#### SOURCE MATERIAL

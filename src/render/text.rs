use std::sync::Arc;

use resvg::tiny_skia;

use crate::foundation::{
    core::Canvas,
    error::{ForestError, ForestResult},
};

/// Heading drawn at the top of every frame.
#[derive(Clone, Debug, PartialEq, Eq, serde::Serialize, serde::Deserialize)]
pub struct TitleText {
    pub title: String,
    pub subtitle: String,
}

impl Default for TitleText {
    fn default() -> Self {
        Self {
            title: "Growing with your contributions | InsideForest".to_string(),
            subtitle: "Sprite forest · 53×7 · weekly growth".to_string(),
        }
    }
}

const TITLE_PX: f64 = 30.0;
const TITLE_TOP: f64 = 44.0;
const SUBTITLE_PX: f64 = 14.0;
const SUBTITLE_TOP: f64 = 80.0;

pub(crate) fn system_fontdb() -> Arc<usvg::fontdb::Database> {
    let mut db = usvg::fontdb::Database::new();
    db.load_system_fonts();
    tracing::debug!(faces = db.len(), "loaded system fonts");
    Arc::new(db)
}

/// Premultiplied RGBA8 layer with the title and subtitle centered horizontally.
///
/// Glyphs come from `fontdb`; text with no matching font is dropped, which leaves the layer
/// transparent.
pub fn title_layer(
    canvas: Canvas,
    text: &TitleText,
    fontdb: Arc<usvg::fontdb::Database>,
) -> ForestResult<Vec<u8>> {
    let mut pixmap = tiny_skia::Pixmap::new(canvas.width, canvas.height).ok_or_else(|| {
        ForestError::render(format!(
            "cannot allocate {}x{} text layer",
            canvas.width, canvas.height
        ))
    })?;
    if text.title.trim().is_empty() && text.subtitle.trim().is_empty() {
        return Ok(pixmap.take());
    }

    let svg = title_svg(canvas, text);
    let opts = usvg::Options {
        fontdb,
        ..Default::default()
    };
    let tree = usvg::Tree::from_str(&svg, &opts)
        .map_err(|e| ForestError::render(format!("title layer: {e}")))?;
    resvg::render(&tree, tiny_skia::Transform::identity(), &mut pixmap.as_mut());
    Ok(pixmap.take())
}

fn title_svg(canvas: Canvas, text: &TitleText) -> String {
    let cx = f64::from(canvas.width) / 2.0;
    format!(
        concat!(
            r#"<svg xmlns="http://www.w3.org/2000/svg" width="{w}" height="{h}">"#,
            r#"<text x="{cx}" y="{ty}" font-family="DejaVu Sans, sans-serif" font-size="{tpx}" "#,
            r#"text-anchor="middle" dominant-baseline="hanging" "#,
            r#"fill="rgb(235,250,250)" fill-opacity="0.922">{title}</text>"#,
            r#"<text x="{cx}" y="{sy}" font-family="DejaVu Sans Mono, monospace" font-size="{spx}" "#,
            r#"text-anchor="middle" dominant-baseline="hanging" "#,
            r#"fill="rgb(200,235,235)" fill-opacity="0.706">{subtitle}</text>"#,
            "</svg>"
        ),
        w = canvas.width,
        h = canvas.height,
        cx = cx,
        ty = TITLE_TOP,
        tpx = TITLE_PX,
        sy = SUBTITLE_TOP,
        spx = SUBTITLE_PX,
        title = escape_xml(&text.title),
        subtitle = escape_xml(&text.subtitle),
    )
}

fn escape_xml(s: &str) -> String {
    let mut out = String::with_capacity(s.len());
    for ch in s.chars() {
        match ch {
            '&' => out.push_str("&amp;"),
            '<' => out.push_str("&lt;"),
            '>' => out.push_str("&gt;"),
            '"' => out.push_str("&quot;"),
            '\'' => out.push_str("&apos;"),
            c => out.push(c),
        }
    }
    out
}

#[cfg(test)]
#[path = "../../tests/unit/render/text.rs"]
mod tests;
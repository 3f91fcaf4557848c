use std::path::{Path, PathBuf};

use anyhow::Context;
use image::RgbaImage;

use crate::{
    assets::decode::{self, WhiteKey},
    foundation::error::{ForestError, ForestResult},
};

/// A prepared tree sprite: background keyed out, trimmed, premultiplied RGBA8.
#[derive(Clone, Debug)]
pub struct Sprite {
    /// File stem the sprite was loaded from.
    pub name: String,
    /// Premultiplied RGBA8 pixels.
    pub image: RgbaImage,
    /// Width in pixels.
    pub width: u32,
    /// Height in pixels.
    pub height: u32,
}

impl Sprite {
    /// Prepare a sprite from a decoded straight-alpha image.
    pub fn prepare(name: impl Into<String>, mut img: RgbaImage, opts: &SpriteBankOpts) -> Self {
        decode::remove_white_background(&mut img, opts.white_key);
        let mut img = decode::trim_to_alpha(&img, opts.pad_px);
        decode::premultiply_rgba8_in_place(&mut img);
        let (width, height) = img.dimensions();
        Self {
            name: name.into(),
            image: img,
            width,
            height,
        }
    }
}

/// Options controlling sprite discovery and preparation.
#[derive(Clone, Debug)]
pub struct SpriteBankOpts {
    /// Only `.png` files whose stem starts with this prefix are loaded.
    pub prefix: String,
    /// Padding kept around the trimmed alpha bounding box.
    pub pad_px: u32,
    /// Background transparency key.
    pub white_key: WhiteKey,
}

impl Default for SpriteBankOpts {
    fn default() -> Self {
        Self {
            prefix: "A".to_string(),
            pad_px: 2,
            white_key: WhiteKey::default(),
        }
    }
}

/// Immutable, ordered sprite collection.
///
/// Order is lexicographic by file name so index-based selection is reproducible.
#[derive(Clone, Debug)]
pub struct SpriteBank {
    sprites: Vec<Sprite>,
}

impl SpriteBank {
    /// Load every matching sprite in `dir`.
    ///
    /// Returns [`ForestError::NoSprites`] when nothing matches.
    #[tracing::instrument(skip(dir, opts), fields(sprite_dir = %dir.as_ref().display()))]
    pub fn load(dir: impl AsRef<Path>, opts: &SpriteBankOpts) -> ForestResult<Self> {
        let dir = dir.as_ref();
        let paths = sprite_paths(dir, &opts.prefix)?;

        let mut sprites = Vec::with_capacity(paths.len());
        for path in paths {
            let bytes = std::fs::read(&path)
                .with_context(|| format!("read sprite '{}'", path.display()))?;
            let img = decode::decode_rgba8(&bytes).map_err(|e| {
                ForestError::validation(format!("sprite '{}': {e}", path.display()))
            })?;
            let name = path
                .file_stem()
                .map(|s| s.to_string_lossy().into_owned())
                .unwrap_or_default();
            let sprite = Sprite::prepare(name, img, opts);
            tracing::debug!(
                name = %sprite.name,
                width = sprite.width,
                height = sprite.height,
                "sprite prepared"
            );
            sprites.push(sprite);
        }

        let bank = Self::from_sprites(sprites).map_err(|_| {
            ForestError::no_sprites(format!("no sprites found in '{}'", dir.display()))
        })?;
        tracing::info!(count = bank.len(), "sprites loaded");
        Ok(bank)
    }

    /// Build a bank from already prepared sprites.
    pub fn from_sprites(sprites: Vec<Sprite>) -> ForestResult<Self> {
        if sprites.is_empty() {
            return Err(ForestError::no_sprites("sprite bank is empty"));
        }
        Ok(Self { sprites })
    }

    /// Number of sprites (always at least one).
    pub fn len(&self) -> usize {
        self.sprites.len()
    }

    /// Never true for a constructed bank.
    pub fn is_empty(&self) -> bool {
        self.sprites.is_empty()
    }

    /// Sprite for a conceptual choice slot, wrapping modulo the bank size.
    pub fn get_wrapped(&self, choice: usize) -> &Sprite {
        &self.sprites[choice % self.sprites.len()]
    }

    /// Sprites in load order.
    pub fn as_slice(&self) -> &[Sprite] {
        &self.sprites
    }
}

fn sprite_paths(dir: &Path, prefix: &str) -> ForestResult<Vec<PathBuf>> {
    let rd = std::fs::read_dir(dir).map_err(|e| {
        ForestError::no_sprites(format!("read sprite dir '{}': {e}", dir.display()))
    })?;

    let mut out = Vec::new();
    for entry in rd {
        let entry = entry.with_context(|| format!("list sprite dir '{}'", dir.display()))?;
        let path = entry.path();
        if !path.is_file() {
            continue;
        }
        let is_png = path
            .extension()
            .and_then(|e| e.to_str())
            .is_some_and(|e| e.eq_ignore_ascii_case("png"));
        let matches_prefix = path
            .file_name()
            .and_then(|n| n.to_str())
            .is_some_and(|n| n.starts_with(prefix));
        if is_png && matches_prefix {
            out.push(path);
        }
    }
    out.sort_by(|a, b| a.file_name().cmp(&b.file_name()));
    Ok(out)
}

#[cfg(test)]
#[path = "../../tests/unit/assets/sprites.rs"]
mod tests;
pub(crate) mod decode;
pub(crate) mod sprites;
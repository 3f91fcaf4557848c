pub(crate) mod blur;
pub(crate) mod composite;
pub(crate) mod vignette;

########
#### SOURCE MATERIAL

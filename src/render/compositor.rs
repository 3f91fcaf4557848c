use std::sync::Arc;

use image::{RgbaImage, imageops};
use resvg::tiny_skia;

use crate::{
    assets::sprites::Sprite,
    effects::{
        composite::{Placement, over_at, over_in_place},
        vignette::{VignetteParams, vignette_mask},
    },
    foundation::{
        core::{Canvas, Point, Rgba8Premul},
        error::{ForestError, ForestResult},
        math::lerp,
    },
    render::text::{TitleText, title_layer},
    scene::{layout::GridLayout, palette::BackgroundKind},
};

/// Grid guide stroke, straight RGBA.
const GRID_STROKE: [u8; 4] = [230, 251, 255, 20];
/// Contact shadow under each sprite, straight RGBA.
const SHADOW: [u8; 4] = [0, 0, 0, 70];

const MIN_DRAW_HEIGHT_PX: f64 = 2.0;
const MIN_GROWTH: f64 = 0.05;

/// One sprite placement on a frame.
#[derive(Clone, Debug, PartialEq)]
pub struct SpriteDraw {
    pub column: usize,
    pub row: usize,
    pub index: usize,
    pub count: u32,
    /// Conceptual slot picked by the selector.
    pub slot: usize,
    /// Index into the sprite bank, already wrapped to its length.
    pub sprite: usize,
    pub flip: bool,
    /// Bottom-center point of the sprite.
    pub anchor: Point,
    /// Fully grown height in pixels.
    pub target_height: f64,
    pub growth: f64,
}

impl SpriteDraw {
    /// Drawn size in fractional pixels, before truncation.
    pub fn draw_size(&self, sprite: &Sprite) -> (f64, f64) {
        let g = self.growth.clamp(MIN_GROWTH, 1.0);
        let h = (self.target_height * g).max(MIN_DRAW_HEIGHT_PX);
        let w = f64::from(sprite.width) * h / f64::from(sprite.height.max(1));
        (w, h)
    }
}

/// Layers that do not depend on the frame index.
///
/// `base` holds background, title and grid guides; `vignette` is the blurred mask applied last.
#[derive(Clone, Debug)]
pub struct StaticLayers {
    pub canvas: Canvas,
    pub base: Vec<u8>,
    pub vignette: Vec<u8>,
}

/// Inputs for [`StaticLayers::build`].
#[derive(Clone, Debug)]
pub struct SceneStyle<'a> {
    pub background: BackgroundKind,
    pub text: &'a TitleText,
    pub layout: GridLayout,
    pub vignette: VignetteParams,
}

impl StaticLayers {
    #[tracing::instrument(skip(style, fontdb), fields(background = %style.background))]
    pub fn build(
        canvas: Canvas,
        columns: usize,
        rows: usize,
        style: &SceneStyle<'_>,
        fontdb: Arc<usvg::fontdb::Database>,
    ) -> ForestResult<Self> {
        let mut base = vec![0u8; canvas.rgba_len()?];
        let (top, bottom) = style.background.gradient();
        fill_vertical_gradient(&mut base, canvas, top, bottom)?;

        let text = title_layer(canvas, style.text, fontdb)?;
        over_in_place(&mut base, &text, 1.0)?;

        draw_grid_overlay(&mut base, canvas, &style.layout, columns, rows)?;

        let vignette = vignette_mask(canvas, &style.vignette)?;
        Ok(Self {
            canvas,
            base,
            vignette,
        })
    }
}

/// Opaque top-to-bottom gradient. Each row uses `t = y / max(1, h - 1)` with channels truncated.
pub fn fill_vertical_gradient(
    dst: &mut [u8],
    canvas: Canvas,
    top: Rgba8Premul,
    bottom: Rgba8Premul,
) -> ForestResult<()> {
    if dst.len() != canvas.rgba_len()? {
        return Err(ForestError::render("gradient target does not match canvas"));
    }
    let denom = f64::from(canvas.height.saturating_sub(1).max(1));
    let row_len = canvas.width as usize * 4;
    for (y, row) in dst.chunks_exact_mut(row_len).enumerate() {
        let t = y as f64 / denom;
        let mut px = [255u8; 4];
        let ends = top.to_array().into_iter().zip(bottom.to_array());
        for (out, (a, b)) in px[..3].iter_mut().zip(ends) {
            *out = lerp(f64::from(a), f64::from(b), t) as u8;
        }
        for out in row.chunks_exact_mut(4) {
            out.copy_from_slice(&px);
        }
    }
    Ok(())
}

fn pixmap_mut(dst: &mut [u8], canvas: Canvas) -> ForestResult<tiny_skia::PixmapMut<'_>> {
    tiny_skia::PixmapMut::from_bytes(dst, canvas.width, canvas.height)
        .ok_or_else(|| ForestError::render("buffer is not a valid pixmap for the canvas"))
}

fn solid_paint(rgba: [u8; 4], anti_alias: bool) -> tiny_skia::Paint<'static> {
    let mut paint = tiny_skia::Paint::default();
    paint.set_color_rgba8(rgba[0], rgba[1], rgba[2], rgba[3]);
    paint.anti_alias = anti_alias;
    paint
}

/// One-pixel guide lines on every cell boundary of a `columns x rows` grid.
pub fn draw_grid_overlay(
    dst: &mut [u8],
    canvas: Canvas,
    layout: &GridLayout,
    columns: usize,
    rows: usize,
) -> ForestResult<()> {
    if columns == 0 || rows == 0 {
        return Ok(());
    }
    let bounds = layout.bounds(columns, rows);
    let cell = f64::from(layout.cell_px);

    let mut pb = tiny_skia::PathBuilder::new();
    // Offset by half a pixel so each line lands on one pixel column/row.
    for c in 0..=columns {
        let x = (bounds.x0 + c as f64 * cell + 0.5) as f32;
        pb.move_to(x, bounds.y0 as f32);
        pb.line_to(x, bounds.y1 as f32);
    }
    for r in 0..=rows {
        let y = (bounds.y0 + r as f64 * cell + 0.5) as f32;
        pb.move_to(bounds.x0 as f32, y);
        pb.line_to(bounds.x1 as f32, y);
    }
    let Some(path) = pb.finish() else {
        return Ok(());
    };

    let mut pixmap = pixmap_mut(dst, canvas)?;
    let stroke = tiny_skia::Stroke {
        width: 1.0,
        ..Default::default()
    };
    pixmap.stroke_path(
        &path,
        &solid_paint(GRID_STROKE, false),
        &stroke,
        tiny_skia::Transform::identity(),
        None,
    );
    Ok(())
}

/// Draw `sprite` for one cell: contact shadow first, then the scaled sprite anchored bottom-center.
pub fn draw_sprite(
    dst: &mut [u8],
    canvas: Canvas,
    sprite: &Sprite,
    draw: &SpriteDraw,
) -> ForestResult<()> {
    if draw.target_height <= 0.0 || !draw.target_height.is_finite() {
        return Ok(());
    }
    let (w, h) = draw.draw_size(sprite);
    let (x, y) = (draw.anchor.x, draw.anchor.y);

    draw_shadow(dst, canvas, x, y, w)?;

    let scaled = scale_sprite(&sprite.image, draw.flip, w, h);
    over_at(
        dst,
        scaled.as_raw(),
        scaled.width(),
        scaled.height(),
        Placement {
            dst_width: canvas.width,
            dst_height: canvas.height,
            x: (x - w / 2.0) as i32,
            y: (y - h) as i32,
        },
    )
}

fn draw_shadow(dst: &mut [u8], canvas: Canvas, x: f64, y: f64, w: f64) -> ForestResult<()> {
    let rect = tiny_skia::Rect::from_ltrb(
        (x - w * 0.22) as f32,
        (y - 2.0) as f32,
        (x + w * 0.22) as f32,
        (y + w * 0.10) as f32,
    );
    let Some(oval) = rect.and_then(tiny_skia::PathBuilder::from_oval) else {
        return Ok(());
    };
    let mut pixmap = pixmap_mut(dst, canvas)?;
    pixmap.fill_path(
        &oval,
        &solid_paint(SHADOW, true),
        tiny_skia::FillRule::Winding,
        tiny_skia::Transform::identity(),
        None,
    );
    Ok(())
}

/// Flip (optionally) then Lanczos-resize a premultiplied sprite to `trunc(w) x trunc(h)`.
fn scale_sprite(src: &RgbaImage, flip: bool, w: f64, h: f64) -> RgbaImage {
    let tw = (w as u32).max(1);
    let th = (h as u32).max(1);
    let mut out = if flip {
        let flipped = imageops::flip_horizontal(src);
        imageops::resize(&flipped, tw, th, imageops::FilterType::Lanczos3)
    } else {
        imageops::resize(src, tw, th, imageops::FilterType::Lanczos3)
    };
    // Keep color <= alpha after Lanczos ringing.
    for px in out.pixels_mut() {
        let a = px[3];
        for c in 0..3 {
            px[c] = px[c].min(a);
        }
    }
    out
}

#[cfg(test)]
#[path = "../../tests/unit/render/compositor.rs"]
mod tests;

########

**THE TASK:** Where a line of the data above includes the string "tree", pull it out.

**YOUR SOLUTION:**
    let tree = usvg::Tree::from_str(&svg, &opts)
    resvg::render(&tree, tiny_skia::Transform::identity(), &mut pixmap.as_mut());
/// A prepared tree sprite: background keyed out, trimmed, premultiplied RGBA8.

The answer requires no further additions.